As jpylyzer 2 wraps the output of all analysed files into well-formed XML, the --wrapper
option will be ignored by default. The option will remain available for use with the --legacyout
option. However, it will be marked as deprecated in the documentation and helper text.
Hi Johan, some comments about your proposal.
1/ you should put a version in your namespace if it's not backward compatible
2/ as proposed in my PR, the fileLastModified should be in xs:dateTime format (otherwise it depends on the current locale...)
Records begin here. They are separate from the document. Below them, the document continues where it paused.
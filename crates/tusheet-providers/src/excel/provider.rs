//! Excel Online provider implementation.
//!
//! Implements the [`SpreadsheetProvider`] contract over a
//! worksheet-per-month workbook model. Two Graph quirks shape this adapter:
//! worksheet existence has no list-contains check, so provisioning attempts
//! a direct fetch and treats failure as absence; and there is no native
//! append call, so every write first reads the used-range row count and
//! then addresses an explicit `A{n}:E{n}` range. The read-then-write pair
//! is the widest concurrency window in the system - two concurrent adds can
//! compute the same target row.

use std::sync::LazyLock;

use regex::Regex;
use tracing::{debug, warn};

use tusheet_core::{
    HEADER_ROW, SpreadsheetInfo, Task, is_month_partition, identifier_cell_value,
    parse_identifier,
};

use crate::error::{ProviderError, ProviderResult};
use crate::provider::{
    AddTaskOutcome, AddTaskRequest, BatchAppendRequest, BoxFuture, CreateSpreadsheetRequest,
    DeleteTaskRequest, IdentifierCheck, SpreadsheetProvider, UpdateTaskRequest,
    resolve_sheet_title, resolve_task_uid,
};
use crate::rows::{data_range_address, find_uid_row, next_data_row};

use super::client::ExcelClient;
use super::config::ExcelConfig;

/// Provider tag for this backend.
pub const PROVIDER_NAME: &str = "excel-online";

/// Name of the default worksheet in a freshly created workbook.
const DEFAULT_WORKSHEET: &str = "Sheet1";

static GOOGLE_ID_REGEX: LazyLock<Regex> =
    LazyLock::new(|| Regex::new(r"^[A-Za-z0-9_]+$").expect("invalid google id regex"));

/// Heuristic for an id that belongs to Google Sheets rather than Graph:
/// long, purely alphanumeric/underscore, with none of the hyphens or `!`
/// that Graph item ids carry. Issuing Graph calls with such an id produces
/// nonsensical errors, so the adapter fails fast instead.
pub(crate) fn looks_like_google_sheets_id(id: &str) -> bool {
    id.len() > 30 && !id.contains('!') && !id.contains('-') && GOOGLE_ID_REGEX.is_match(id)
}

/// Excel Online provider.
pub struct ExcelProvider {
    client: ExcelClient,
}

impl ExcelProvider {
    /// Creates a new provider from the adapter configuration.
    pub fn new(config: ExcelConfig) -> ProviderResult<Self> {
        config
            .validate()
            .map_err(|e| ProviderError::configuration(e).with_provider(PROVIDER_NAME))?;
        let client = ExcelClient::new(config)?;
        Ok(Self { client })
    }

    /// Ensures the month worksheet exists, provisioning it with the header
    /// row when missing.
    ///
    /// Fail-then-create: a direct fetch of the worksheet is the only
    /// reliable existence test Graph offers, so any fetch failure is read
    /// as absence and followed by create-plus-header-write.
    async fn ensure_worksheet(&self, sheet_id: &str, month_name: &str) -> ProviderResult<()> {
        if self.client.get_worksheet(sheet_id, month_name).await.is_ok() {
            return Ok(());
        }

        debug!("provisioning month worksheet {}", month_name);
        self.client.create_worksheet(sheet_id, month_name).await?;

        let header: Vec<Vec<String>> =
            vec![HEADER_ROW.iter().map(|h| h.to_string()).collect()];
        self.client
            .patch_range(sheet_id, month_name, "A1:E1", &header)
            .await
            .map_err(|e| {
                ProviderError::provisioning(format!(
                    "worksheet {} created but header write failed: {}",
                    month_name, e
                ))
                .with_source(e)
            })?;

        Ok(())
    }

    /// The next writable 1-based row of a worksheet, from its used range.
    ///
    /// A failing used-range read means the worksheet is brand-new (Graph
    /// errors on sheets with no used range at all); both that and a
    /// header-only sheet resolve to row 2.
    async fn next_row(&self, sheet_id: &str, month_name: &str) -> u32 {
        let row_count = self
            .client
            .used_range(sheet_id, month_name)
            .await
            .ok()
            .map(|range| range.row_count);
        next_data_row(row_count)
    }

    /// Scans column A of a worksheet for a uid; any read failure (including
    /// a missing worksheet) is the not-found condition.
    async fn find_task_row(&self, sheet_id: &str, month_name: &str, uid: &str) -> Option<u32> {
        let column = self.client.get_range(sheet_id, month_name, "A:A").await.ok()?;
        find_uid_row(&column, uid).map(|row| row as u32)
    }

    async fn list_spreadsheets_impl(&self) -> ProviderResult<Vec<SpreadsheetInfo>> {
        let items = self.client.search_xlsx().await?;
        Ok(items
            .into_iter()
            .filter(|item| item.is_xlsx())
            .map(|item| SpreadsheetInfo::new(item.id.clone(), item.display_name()))
            .collect())
    }

    async fn create_spreadsheet_impl(
        &self,
        req: CreateSpreadsheetRequest,
    ) -> ProviderResult<SpreadsheetInfo> {
        let title = resolve_sheet_title(&req.name);
        let created = self
            .client
            .create_workbook(&format!("{}.xlsx", title))
            .await?;

        self.client
            .patch_range(
                &created.id,
                DEFAULT_WORKSHEET,
                "A1",
                &[vec![identifier_cell_value()]],
            )
            .await?;

        // Graph renames on name conflicts; the returned item name is the
        // title actually used.
        let actual_title = created.display_name().to_string();
        Ok(SpreadsheetInfo::new(created.id, actual_title))
    }

    async fn check_identifier_impl(&self, sheet_id: &str) -> ProviderResult<IdentifierCheck> {
        if looks_like_google_sheets_id(sheet_id) {
            return Ok(IdentifierCheck::absent());
        }

        let values = self
            .client
            .get_range(sheet_id, DEFAULT_WORKSHEET, "A1")
            .await?;

        let cell = values
            .first()
            .and_then(|row| row.first())
            .cloned()
            .unwrap_or_default()
            .into_text();

        Ok(match parse_identifier(&cell) {
            Some(version) => IdentifierCheck::matched(version),
            None => IdentifierCheck::absent(),
        })
    }

    async fn add_task_impl(&self, req: AddTaskRequest) -> ProviderResult<AddTaskOutcome> {
        let uid = resolve_task_uid(req.uid);

        self.ensure_worksheet(&req.sheet_id, &req.month_sheet_name)
            .await?;

        let row = self.next_row(&req.sheet_id, &req.month_sheet_name).await;
        let values = vec![vec![
            uid.clone(),
            req.number,
            req.description,
            req.date,
            req.time,
        ]];
        self.client
            .patch_range(
                &req.sheet_id,
                &req.month_sheet_name,
                &data_range_address(row, 1),
                &values,
            )
            .await?;

        Ok(AddTaskOutcome { uid })
    }

    async fn update_task_impl(&self, req: UpdateTaskRequest) -> ProviderResult<()> {
        let row = self
            .find_task_row(&req.sheet_id, &req.month_sheet_name, &req.uid)
            .await
            .ok_or_else(|| ProviderError::task_not_found(&req.uid))?;

        let values = vec![vec![
            req.uid,
            req.number,
            req.description,
            req.date,
            req.time,
        ]];
        self.client
            .patch_range(
                &req.sheet_id,
                &req.month_sheet_name,
                &data_range_address(row, 1),
                &values,
            )
            .await
    }

    async fn delete_task_impl(&self, req: DeleteTaskRequest) -> ProviderResult<()> {
        let row = self
            .find_task_row(&req.sheet_id, &req.month_sheet_name, &req.uid)
            .await
            .ok_or_else(|| ProviderError::task_not_found(&req.uid))?;

        self.client
            .delete_row(&req.sheet_id, &req.month_sheet_name, row)
            .await
    }

    async fn batch_append_impl(&self, req: BatchAppendRequest) -> ProviderResult<()> {
        // Provision even for a zero-row batch so the partition exists with
        // its header row before any later write.
        self.ensure_worksheet(&req.sheet_id, &req.month_sheet_name)
            .await?;

        if req.values.is_empty() {
            return Ok(());
        }

        let start_row = self.next_row(&req.sheet_id, &req.month_sheet_name).await;
        self.client
            .patch_range(
                &req.sheet_id,
                &req.month_sheet_name,
                &data_range_address(start_row, req.values.len() as u32),
                &req.values,
            )
            .await
    }

    async fn get_all_tasks_impl(&self, sheet_id: &str) -> ProviderResult<Vec<Task>> {
        if looks_like_google_sheets_id(sheet_id) {
            return Err(ProviderError::bad_request(
                "invalid Excel file id: this appears to be a Google Sheets id; select an Excel file instead",
            ));
        }

        let worksheets = self.client.list_worksheets(sheet_id).await?;
        let month_sheets: Vec<_> = worksheets
            .into_iter()
            .filter(|ws| is_month_partition(&ws.name))
            .collect();

        let mut tasks = Vec::new();
        for worksheet in &month_sheets {
            let range = match self.client.used_range(sheet_id, &worksheet.name).await {
                Ok(range) => range,
                Err(e) => {
                    warn!("skipping month worksheet {}: {}", worksheet.name, e);
                    continue;
                }
            };

            tasks.extend(range.values.iter().skip(1).map(|row| Task::from_row(row)));
        }

        debug!(
            "collected {} tasks from {} month worksheets",
            tasks.len(),
            month_sheets.len()
        );
        Ok(tasks)
    }
}

impl SpreadsheetProvider for ExcelProvider {
    fn name(&self) -> &str {
        PROVIDER_NAME
    }

    fn list_spreadsheets(&self) -> BoxFuture<'_, ProviderResult<Vec<SpreadsheetInfo>>> {
        Box::pin(async move {
            self.list_spreadsheets_impl()
                .await
                .map_err(|e| e.with_provider(PROVIDER_NAME))
        })
    }

    fn create_spreadsheet(
        &self,
        req: CreateSpreadsheetRequest,
    ) -> BoxFuture<'_, ProviderResult<SpreadsheetInfo>> {
        Box::pin(async move {
            self.create_spreadsheet_impl(req)
                .await
                .map_err(|e| e.with_provider(PROVIDER_NAME))
        })
    }

    fn check_identifier(&self, sheet_id: &str) -> BoxFuture<'_, IdentifierCheck> {
        let sheet_id = sheet_id.to_string();
        Box::pin(async move {
            match self.check_identifier_impl(&sheet_id).await {
                Ok(check) => check,
                Err(e) => {
                    warn!("identifier check failed, treating as absent: {}", e);
                    IdentifierCheck::absent()
                }
            }
        })
    }

    fn add_task(&self, req: AddTaskRequest) -> BoxFuture<'_, ProviderResult<AddTaskOutcome>> {
        Box::pin(async move {
            self.add_task_impl(req)
                .await
                .map_err(|e| e.with_provider(PROVIDER_NAME))
        })
    }

    fn update_task(&self, req: UpdateTaskRequest) -> BoxFuture<'_, ProviderResult<()>> {
        Box::pin(async move {
            self.update_task_impl(req)
                .await
                .map_err(|e| e.with_provider(PROVIDER_NAME))
        })
    }

    fn delete_task(&self, req: DeleteTaskRequest) -> BoxFuture<'_, ProviderResult<()>> {
        Box::pin(async move {
            self.delete_task_impl(req)
                .await
                .map_err(|e| e.with_provider(PROVIDER_NAME))
        })
    }

    fn batch_append(&self, req: BatchAppendRequest) -> BoxFuture<'_, ProviderResult<()>> {
        Box::pin(async move {
            self.batch_append_impl(req)
                .await
                .map_err(|e| e.with_provider(PROVIDER_NAME))
        })
    }

    fn get_all_tasks(&self, sheet_id: &str) -> BoxFuture<'_, ProviderResult<Vec<Task>>> {
        let sheet_id = sheet_id.to_string();
        Box::pin(async move {
            self.get_all_tasks_impl(&sheet_id)
                .await
                .map_err(|e| e.with_provider(PROVIDER_NAME))
        })
    }
}

#[cfg(test)]
mod tests {
    use super::*;

    #[test]
    fn google_id_heuristic() {
        // A typical Google Sheets id: 44 chars, underscores, no hyphens.
        assert!(looks_like_google_sheets_id(
            "1BxiMVs0XRA5nFMdKvBdBZjgmUUqptlbs74OgvE2upms"
        ));
        // Graph item ids carry an exclamation mark.
        assert!(!looks_like_google_sheets_id(
            "01BYE5RZ6QN3ZWBTUFOFD3GSPGOHDJD36K!103"
        ));
        // Short ids are never flagged.
        assert!(!looks_like_google_sheets_id("abc123"));
        // Hyphenated ids are never flagged.
        assert!(!looks_like_google_sheets_id(
            "0123456789-0123456789-0123456789-0123456789"
        ));
    }

    #[test]
    fn rejects_empty_token() {
        let err = ExcelProvider::new(ExcelConfig::new(" ")).err().expect("must fail");
        assert_eq!(
            err.code(),
            crate::error::ProviderErrorCode::ConfigurationError
        );
        assert_eq!(err.provider(), Some(PROVIDER_NAME));
    }

    #[test]
    fn provider_name() {
        let provider = ExcelProvider::new(ExcelConfig::new("token")).unwrap();
        assert_eq!(provider.name(), "excel-online");
    }

    #[tokio::test]
    async fn check_identifier_fails_closed_on_unreachable_host() {
        // Port 9 on localhost is not listening; the read error must fold
        // into an absent identifier rather than an error.
        let config = ExcelConfig::new("token")
            .with_base_url("http://127.0.0.1:9")
            .with_timeout(std::time::Duration::from_millis(200));
        let provider = ExcelProvider::new(config).unwrap();

        let check = provider.check_identifier("item-id").await;
        assert_eq!(check, IdentifierCheck::absent());
    }

    #[tokio::test]
    async fn batch_append_provisions_before_empty_short_circuit() {
        // A zero-row batch still has to create the month worksheet, so a
        // failed provisioning attempt must surface instead of a silent Ok.
        let config = ExcelConfig::new("token")
            .with_base_url("http://127.0.0.1:9")
            .with_timeout(std::time::Duration::from_millis(200));
        let provider = ExcelProvider::new(config).unwrap();

        let req = BatchAppendRequest {
            sheet_id: "item-id".to_string(),
            month_sheet_name: "2024-01".to_string(),
            values: Vec::new(),
        };
        let err = provider.batch_append(req).await.err().expect("must fail");
        assert!(err.is_retryable());
    }

    #[tokio::test]
    async fn get_all_tasks_rejects_google_id() {
        let provider = ExcelProvider::new(ExcelConfig::new("token")).unwrap();
        let err = provider
            .get_all_tasks("1BxiMVs0XRA5nFMdKvBdBZjgmUUqptlbs74OgvE2upms")
            .await
            .err()
            .expect("must fail");
        assert_eq!(err.code(), crate::error::ProviderErrorCode::BadRequest);
    }
}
3/ it should be nice to have a propertiesExtension tag (in the same manner as PREMIS, and of type extensionComplexType) in order to enable the output of other information, like the MIX addition I proposed in my second PR.
Thanks for making this tool so complete and useful.